Today’s nurse manager has one of the most difficult jobs in healthcare. Managers need to know how to manage budgets, deliver presentations, and should have sharp communication skills coupled with negotiating abilities. Hence, it’s imperative that they have access to all of the tools required to become successful.
The typical day for a nurse manager could involve going over paperwork and regulatory requirements, interviewing nursing staff, addressing labor issues, reviewing the department's finances, and managing a group of nurses. Because such a wide range of skills are needed, having the proper training is a necessity. Most of the time, a nurse manager will have a Master of Science in Nursing. It is also possible to bridge from a RN degree to a MSN degree. Many nurses now take their MSN courses online, as it allows them to work in a hospital and complete their coursework in their spare time.

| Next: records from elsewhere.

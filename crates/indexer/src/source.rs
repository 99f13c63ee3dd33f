//! Chain data source seam.
//!
//! The reconciler never talks to a blockchain node directly; it consumes
//! this trait. The wire RPC protocol and contract call bindings are
//! deployment concerns outside this crate. [`MockChainSource`] is the
//! in-process implementation used by tests and development wiring.

use std::collections::HashMap;
use std::time::Duration;

use async_trait::async_trait;
use parking_lot::Mutex;
use serde::Serialize;
use thiserror::Error;

use portal_common::currency::AtomicAmount;
use portal_common::eth::EthAddress;

#[derive(Debug, Clone, PartialEq, Eq, Error)]
pub enum SourceError {
    /// Upstream fetch failed; the cycle should skip this tick and leave
    /// the previous snapshot untouched.
    #[error("transient fetch failure: {0}")]
    Transient(String),

    #[error("invalid upstream data: {0}")]
    Invalid(String),
}

/// General chain info attached to every API response.
#[derive(Debug, Clone, Default, PartialEq, Eq, Serialize)]
pub struct ChainInfo {
    pub nettype: String,
    pub hard_fork: u32,
    pub height: u64,
    pub top_block_hash: String,
    pub version: String,
}

/// One locked per-contributor entry inside a validator's contributor.
#[derive(Debug, Clone, PartialEq, Eq, Serialize)]
pub struct LockedContribution {
    pub amount: AtomicAmount,
    pub key_image: String,
}

/// A contributor as reported by the validator service.
///
/// `address` is either 40 hex digits (a 20-byte account) or a
/// network-native wallet string; the reconciler normalizes the former.
#[derive(Debug, Clone, PartialEq, Eq, Serialize)]
pub struct ChainContributor {
    pub address: String,
    pub amount: AtomicAmount,
    #[serde(skip_serializing_if = "Vec::is_empty")]
    pub locked_contributions: Vec<LockedContribution>,
}

/// Raw on-chain validator record, before derivation.
#[derive(Debug, Clone, PartialEq, Eq, Serialize)]
pub struct ChainValidator {
    pub service_node_pubkey: String,
    pub pubkey_ed25519: String,
    pub bls_key: String,
    pub active: bool,
    pub funded: bool,
    pub earned_downtime_blocks: i64,
    pub staking_requirement: AtomicAmount,
    pub total_contributed: AtomicAmount,
    pub total_reserved: AtomicAmount,
    pub portions_for_operator: u64,
    pub operator_address: String,
    pub requested_unlock_height: u64,
    pub last_uptime_proof: u64,
    pub state_height: u64,
    pub swarm_id: u64,
    pub is_removable: bool,
    pub is_liquidatable: bool,
    pub contributors: Vec<ChainContributor>,
}

/// Current on-chain status of one contribution contract.
#[derive(Debug, Clone, PartialEq, Eq)]
pub struct ContractStatus {
    pub finalized: bool,
    pub cancelled: bool,
    pub bls_pubkey: String,
    /// Operator fee in basis points (0..=10000).
    pub fee: u16,
    pub service_node_pubkey: String,
    pub service_node_signature: String,
    pub contributions: Vec<(EthAddress, AtomicAmount)>,
    pub total_contributions: AtomicAmount,
}

/// Authoritative chain data the reconciliation cycles consume.
#[async_trait]
pub trait ChainSource: Send + Sync + 'static {
    async fn info(&self) -> Result<ChainInfo, SourceError>;

    /// Full current validator list.
    async fn service_nodes(&self) -> Result<Vec<ChainValidator>, SourceError>;

    /// Contribution-contract addresses created since the last call.
    async fn new_contract_addresses(&self) -> Result<Vec<EthAddress>, SourceError>;

    /// Current status of one known contract.
    async fn contract_status(&self, address: &EthAddress) -> Result<ContractStatus, SourceError>;
}

// ════════════════════════════════════════════════════════════════════════════
// MOCK SOURCE
// ════════════════════════════════════════════════════════════════════════════

#[derive(Default)]
struct MockState {
    info: ChainInfo,
    nodes: Vec<ChainValidator>,
    pending_contracts: Vec<EthAddress>,
    statuses: HashMap<EthAddress, ContractStatus>,
    fail_next: bool,
}

/// Scriptable in-process chain source.
///
/// Tests load it with data, optionally inject a one-shot failure, and
/// can add an artificial fetch delay to exercise snapshot atomicity.
#[derive(Default)]
pub struct MockChainSource {
    state: Mutex<MockState>,
    fetch_delay: Mutex<Option<Duration>>,
}

impl MockChainSource {
    pub fn new() -> Self {
        Self::default()
    }

    pub fn set_info(&self, info: ChainInfo) {
        self.state.lock().info = info;
    }

    pub fn set_nodes(&self, nodes: Vec<ChainValidator>) {
        self.state.lock().nodes = nodes;
    }

    /// Queues contract creation events for the next discovery fetch.
    pub fn push_new_contracts(&self, addresses: Vec<EthAddress>) {
        self.state.lock().pending_contracts.extend(addresses);
    }

    pub fn set_contract_status(&self, address: EthAddress, status: ContractStatus) {
        self.state.lock().statuses.insert(address, status);
    }

    /// Makes the next fetch (any kind) fail with a transient error.
    pub fn fail_next_fetch(&self) {
        self.state.lock().fail_next = true;
    }

    /// Adds an artificial delay to every fetch, for atomicity tests.
    pub fn set_fetch_delay(&self, delay: Duration) {
        *self.fetch_delay.lock() = Some(delay);
    }

    async fn pre_fetch(&self) -> Result<(), SourceError> {
        let delay = *self.fetch_delay.lock();
        if let Some(d) = delay {
            tokio::time::sleep(d).await;
        }
        let mut state = self.state.lock();
        if state.fail_next {
            state.fail_next = false;
            return Err(SourceError::Transient("injected failure".to_string()));
        }
        Ok(())
    }
}

#[async_trait]
impl ChainSource for MockChainSource {
    async fn info(&self) -> Result<ChainInfo, SourceError> {
        self.pre_fetch().await?;
        Ok(self.state.lock().info.clone())
    }

    async fn service_nodes(&self) -> Result<Vec<ChainValidator>, SourceError> {
        self.pre_fetch().await?;
        Ok(self.state.lock().nodes.clone())
    }

    async fn new_contract_addresses(&self) -> Result<Vec<EthAddress>, SourceError> {
        self.pre_fetch().await?;
        Ok(std::mem::take(&mut self.state.lock().pending_contracts))
    }

    async fn contract_status(&self, address: &EthAddress) -> Result<ContractStatus, SourceError> {
        self.pre_fetch().await?;
        self.state
            .lock()
            .statuses
            .get(address)
            .cloned()
            .ok_or_else(|| SourceError::Transient(format!("unknown contract 0x{}", hex::encode(address))))
    }
}

#[cfg(test)]
mod tests {
    use super::*;

    #[tokio::test]
    async fn test_mock_drains_pending_contracts() {
        let source = MockChainSource::new();
        source.push_new_contracts(vec![[1u8; 20], [2u8; 20]]);
        assert_eq!(source.new_contract_addresses().await.unwrap().len(), 2);
        assert!(source.new_contract_addresses().await.unwrap().is_empty());
    }

    #[tokio::test]
    async fn test_mock_one_shot_failure() {
        let source = MockChainSource::new();
        source.fail_next_fetch();
        assert!(matches!(source.info().await, Err(SourceError::Transient(_))));
        assert!(source.info().await.is_ok());
    }
}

The days of the starched, polished whites, opaque stockings and stiff hats are long gone from the nurse leader figure. Business suits, advanced nursing degrees, laptops, and spreadsheets are the stuff modern nurse managers are made of.
I turned to my own team to ask what they value the most in nurse leadership.
Cathie, RN, said that nurse managers are made from something even more palatable:
“The characteristics of an exceptional manager resemble that of mayonnaise in a tuna, chicken, or egg salad sandwich. Too little mayonnaise leaves the substance unable to hold together. Just the right amount of mayonnaise gets little overall recognition, applause or notice; the focus is on the overall product or outcome. Good, clear and frequent communication, creation of a supportive environment for team growth and accessibility are often statements made about clear strong management. The exceptional manager knows well their own strengths, skills and short-comings, and knows the talents, skills and background of their staff.”
I would have to agree with Cathie. An exceptional manager is seasoned with just the right amounts of strength, determination, flexibility, and managerial courage. These characteristics combined are the key ingredients of great leadership.
What do you feel makes a good nurse manager? Are you interested in becoming one?